Während dieses Geplauders waren sie durch das Thor über die Brücke gekommen, und wendeten sich links an der Mauer hin. Eine bewaffnete Parthei kam ihnen entgegen. »Tod den Caituzzi!« schrie sie wie aus einem Munde. »Verderben den Carabelli!« antwortete Taddeo mit seinen Gesellen, und von beiden Seiten krachten in diesem plötzlichen Handgemeng die Büchsen los, blitzten die Messer in der Luft. »Heilige Maria!« brüllte Taddeo und stürzte in den Staub. Dieser jähe Tod, kaum im Beginnen des Kampfes, schaffte Ruhe, und die beiden Stämme, umgeben von den herzulaufenden Landleuten, im Angesichte der Franzosen auf den Wellen, die sich um den Streit nicht kümmerten, wie auch nicht um Moro's Tod, fingen an zu capituliren. Geronimo und Mortagno, friedlicher gesinnt, versuchten die Vermittelung. Sie rechneten vor, daß nun von beiden Seiten eine gleiche Zahl von Opfern gefallen sey, daß in Taddeo die Wurzel des Haders ausgerottet worden, daß des gemeinsamen Vaterlandes Wohlfahrt gerade jetzt Eintracht erfordere.

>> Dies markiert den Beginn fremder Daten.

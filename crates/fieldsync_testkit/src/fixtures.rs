//! Test fixtures and store helpers.
//!
//! Provides event stores with a manual clock, builders for common events
//! and remote records, and a harness wiring the whole sync engine onto a
//! [`FakeBackend`].

use crate::backend::FakeBackend;
use fieldsync_engine::{
    BackoffPolicy, ManualNetwork, MemorySubjectRepository, ProjectConfiguration,
    StaticConfigProvider, StaticSecurity, SyncConfig, SyncContext, SyncOrchestrator, SyncState,
    SyncSummary, TokioScheduler,
};
use fieldsync_events::{
    ConsentPayload, ConsentResult, EnrolmentPayload, EnrolmentRecordEvent,
    EnrolmentRecordPayload, Event, EventPayload, EventScope, GuidSelectionPayload, Timestamp,
};
use fieldsync_store::{
    EventLocalDataSource, EventRepository, FileEventStore, KeyValueStore, ManualClock,
    MemoryEventStore, RecordKeyValueStore, StaticLogin, StoreConfig, StoreDir,
};
use std::path::PathBuf;
use std::sync::Arc;
use std::time::Duration;
use tempfile::TempDir;

/// Project the fixtures sign in to.
pub const TEST_PROJECT: &str = "project-1";
/// User the fixtures sign in as.
pub const TEST_USER: &str = "user-1";
/// Module used by the event builders.
pub const TEST_MODULE: &str = "module-1";
/// Device id stamped on fixture scopes.
pub const TEST_DEVICE: &str = "device-1";

/// An event store with automatic cleanup.
pub struct TestStore {
    /// The repository, the only writer of the store.
    pub repo: Arc<EventRepository>,
    /// Key-value store for sync state.
    pub kv: Arc<dyn KeyValueStore>,
    /// Clock of the repository, starting at 1000ms.
    pub clock: Arc<ManualClock>,
    /// Signed-in identity.
    pub login: Arc<StaticLogin>,
    /// The temporary directory (kept alive to prevent cleanup).
    _temp_dir: Option<TempDir>,
}

impl std::fmt::Debug for TestStore {
    fn fmt(&self, f: &mut std::fmt::Formatter<'_>) -> std::fmt::Result {
        f.debug_struct("TestStore")
            .field("path", &self.path())
            .finish_non_exhaustive()
    }
}

impl TestStore {
    /// Creates an in-memory store signed in to [`TEST_PROJECT`].
    pub fn memory() -> Self {
        let events = MemoryEventStore::in_memory().expect("Failed to open in-memory event store");
        let kv = RecordKeyValueStore::in_memory().expect("Failed to open in-memory sync state");
        Self::assemble(Arc::new(events), Arc::new(kv), None)
    }

    /// Creates a file-based store in a temporary directory.
    pub fn file() -> Self {
        let temp_dir = TempDir::new().expect("Failed to create temp directory");
        let dir = Arc::new(
            StoreDir::open(temp_dir.path(), true).expect("Failed to open store directory"),
        );
        let events =
            FileEventStore::open_dir(dir.clone(), false).expect("Failed to open event store");
        let kv = RecordKeyValueStore::open_dir(dir, false).expect("Failed to open sync state");
        Self::assemble(Arc::new(events), Arc::new(kv), Some(temp_dir))
    }

    fn assemble(
        events: Arc<dyn EventLocalDataSource>,
        kv: Arc<dyn KeyValueStore>,
        temp_dir: Option<TempDir>,
    ) -> Self {
        let clock = Arc::new(ManualClock::new(1_000));
        let login = Arc::new(StaticLogin::signed_in(TEST_PROJECT, TEST_USER));
        let repo = Arc::new(EventRepository::new(
            StoreConfig::new(TEST_DEVICE),
            events,
            login.clone(),
            clock.clone(),
        ));
        Self {
            repo,
            kv,
            clock,
            login,
            _temp_dir: temp_dir,
        }
    }

    /// Returns the store directory if file-based, None if in-memory.
    pub fn path(&self) -> Option<PathBuf> {
        self._temp_dir.as_ref().map(|d| d.path().to_path_buf())
    }

    /// Records `events` in a new session and closes it.
    pub fn closed_session(&self, events: Vec<Event>) -> EventScope {
        let session = self.repo.create_session().expect("Failed to create session");
        for event in events {
            self.repo
                .add_or_update_event(event)
                .expect("Failed to add event");
        }
        self.repo
            .close_current_session(None)
            .expect("Failed to close session");
        self.repo
            .get_event_scope(&session.id)
            .expect("Failed to load session")
            .expect("Session vanished")
    }
}

impl std::ops::Deref for TestStore {
    type Target = EventRepository;

    fn deref(&self) -> &Self::Target {
        &self.repo
    }
}

/// Builds an accepted consent event created at `at` millis.
pub fn consent_event(at: u64) -> Event {
    Event::new(EventPayload::Consent(ConsentPayload {
        created_at: Timestamp(at),
        ended_at: Timestamp(at + 1),
        result: ConsentResult::Accepted,
    }))
}

/// Builds the enrolment of `subject_id` into [`TEST_MODULE`] by [`TEST_USER`].
pub fn enrolment_event(subject_id: &str, at: u64) -> Event {
    Event::new(EventPayload::Enrolment(EnrolmentPayload {
        created_at: Timestamp(at),
        subject_id: subject_id.to_string(),
        project_id: TEST_PROJECT.to_string(),
        module_id: TEST_MODULE.to_string(),
        attendant_id: TEST_USER.to_string(),
        person_creation_id: format!("creation-{subject_id}"),
    }))
}

/// Builds the selection of `selected_id` after an identification.
pub fn guid_selection_event(selected_id: &str, at: u64) -> Event {
    Event::new(EventPayload::GuidSelection(GuidSelectionPayload {
        created_at: Timestamp(at),
        selected_id: selected_id.to_string(),
    }))
}

/// Builds a remote creation of `subject_id` in [`TEST_PROJECT`].
pub fn creation_record(id: &str, subject_id: &str, module_id: &str) -> EnrolmentRecordEvent {
    EnrolmentRecordEvent {
        id: id.to_string(),
        payload: EnrolmentRecordPayload::EnrolmentRecordCreation {
            subject_id: subject_id.to_string(),
            project_id: TEST_PROJECT.to_string(),
            module_id: module_id.to_string(),
            attendant_id: TEST_USER.to_string(),
            biometric_references: Vec::new(),
        },
    }
}

/// Builds a remote deletion of `subject_id` in [`TEST_PROJECT`].
pub fn deletion_record(id: &str, subject_id: &str, module_id: &str) -> EnrolmentRecordEvent {
    EnrolmentRecordEvent {
        id: id.to_string(),
        payload: EnrolmentRecordPayload::EnrolmentRecordDeletion {
            subject_id: subject_id.to_string(),
            project_id: TEST_PROJECT.to_string(),
            module_id: module_id.to_string(),
            attendant_id: TEST_USER.to_string(),
        },
    }
}

/// The sync engine wired onto a [`FakeBackend`] and an in-memory store.
///
/// Retries back off 1ms at most twice so failure paths settle quickly.
pub struct SyncHarness {
    /// Local store.
    pub store: TestStore,
    /// Remote.
    pub backend: Arc<FakeBackend>,
    /// Local subjects written by down-sync.
    pub subjects: Arc<MemorySubjectRepository>,
    /// Project settings.
    pub provider: Arc<StaticConfigProvider>,
    /// Root check answer.
    pub security: Arc<StaticSecurity>,
    /// Connectivity seen by the scheduler.
    pub network: Arc<ManualNetwork>,
    /// Services shared by the tasks.
    pub ctx: SyncContext,
    /// The orchestrator under test.
    pub orchestrator: SyncOrchestrator,
}

impl std::fmt::Debug for SyncHarness {
    fn fmt(&self, f: &mut std::fmt::Formatter<'_>) -> std::fmt::Result {
        f.debug_struct("SyncHarness")
            .field("store", &self.store)
            .field("backend", &self.backend)
            .finish_non_exhaustive()
    }
}

impl Default for SyncHarness {
    fn default() -> Self {
        Self::new()
    }
}

impl SyncHarness {
    /// Creates a harness syncing the whole of [`TEST_PROJECT`].
    pub fn new() -> Self {
        Self::with_configuration(ProjectConfiguration::new(TEST_PROJECT))
    }

    /// Creates a harness with custom project settings.
    pub fn with_configuration(configuration: ProjectConfiguration) -> Self {
        Self::build(TestStore::memory(), configuration, Self::fast_config())
    }

    /// Creates a harness with custom engine settings.
    pub fn with_sync_config(configuration: ProjectConfiguration, config: SyncConfig) -> Self {
        Self::build(TestStore::memory(), configuration, config)
    }

    fn fast_config() -> SyncConfig {
        SyncConfig::default().with_backoff(BackoffPolicy::linear(Duration::from_millis(1), 2))
    }

    fn build(store: TestStore, configuration: ProjectConfiguration, config: SyncConfig) -> Self {
        let backend = Arc::new(FakeBackend::new());
        let subjects = Arc::new(MemorySubjectRepository::new());
        let provider = Arc::new(StaticConfigProvider::new(configuration));
        let security = Arc::new(StaticSecurity::new());
        let network = Arc::new(ManualNetwork::new(true));
        let ctx = SyncContext::new(
            store.repo.clone(),
            backend.clone(),
            subjects.clone(),
            store.login.clone(),
            provider.clone(),
            store.kv.clone(),
        )
        .with_config(config);
        let orchestrator = SyncOrchestrator::new(
            ctx.clone(),
            Arc::new(TokioScheduler::new(network.clone())),
            security.clone(),
        );
        Self {
            store,
            backend,
            subjects,
            provider,
            security,
            network,
            ctx,
            orchestrator,
        }
    }

    /// Starts a sync and waits until it is no longer pending.
    pub async fn run_sync(&self) -> SyncSummary {
        self.orchestrator.sync().await.expect("Failed to start sync");
        self.settle().await
    }

    /// Waits until the last sync is no longer pending.
    pub async fn settle(&self) -> SyncSummary {
        for _ in 0..5_000 {
            let summary = self
                .orchestrator
                .last_sync_state()
                .expect("Failed to read sync state");
            if !matches!(summary.state, SyncState::Running | SyncState::Enqueued) {
                return summary;
            }
            tokio::time::sleep(Duration::from_millis(1)).await;
        }
        panic!("sync did not settle");
    }
}

#[cfg(test)]
mod tests {
    use super::*;
    use fieldsync_events::EventScopeType;

    #[test]
    fn memory_store_has_no_path() {
        let store = TestStore::memory();
        assert!(store.path().is_none());
        assert_eq!(store.current_project(), TEST_PROJECT);
    }

    #[test]
    fn closed_session_holds_its_events() {
        let store = TestStore::file();
        assert!(store.path().is_some());
        let scope = store.closed_session(vec![consent_event(5), enrolment_event("s1", 6)]);
        assert!(scope.closed);
        assert_eq!(store.get_events_from_scope(&scope.id).unwrap().len(), 2);
        assert_eq!(
            store
                .get_closed_event_scope_count(EventScopeType::Session)
                .unwrap(),
            1
        );
    }

    #[tokio::test]
    async fn harness_syncs_an_empty_project() {
        let harness = SyncHarness::new();
        let summary = harness.run_sync().await;
        assert_eq!(summary.state, SyncState::Complete);
        assert!(harness.backend.uploads().is_empty());
    }
}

Die Gemüther neigten sich zur Versöhnung, doch sprach Caituzzo mit aufwallendem Groll: »Wenn ich auch Alles vergessen wollte, wer vergibt den Verrath, den mein armer Gero fast mit dem Hals gebüßt hätte?« – Da führte ihn Mortagno zu der Leiche des Moro, und über diesem Opfer barbarischer Gerechtigkeit vergaben sich endlich die Alten den Tod ihrer Söhne, reichten sie sich die widerstrebenden Hände, umarmten sich alle Glieder der feindlichen Stämme. Als die Trommeln der Franzosen nach dem Hafen wirbelten, die Unterdrücker sich auf ihre leichten Schiffe warfen und Fiora der Heimath ein ewig Lebewohl sagte, gingen die Caituzzi und Carabelli in feierlichem Zuge nach der Kirche, wo vor dem Hochaltar der Priester, der die letzte Messe des Tages las, die Versöhnung der Familien einsegnete, und ihnen darauf den Leib des Herrn spendete. Wenige Monden später, mitten im neuen Sturme für des Vaterlandes Freiheit, verband der Pfarrherr von Isolaccio Geronimo's und Aurea's Hände mit der heiligen Stola.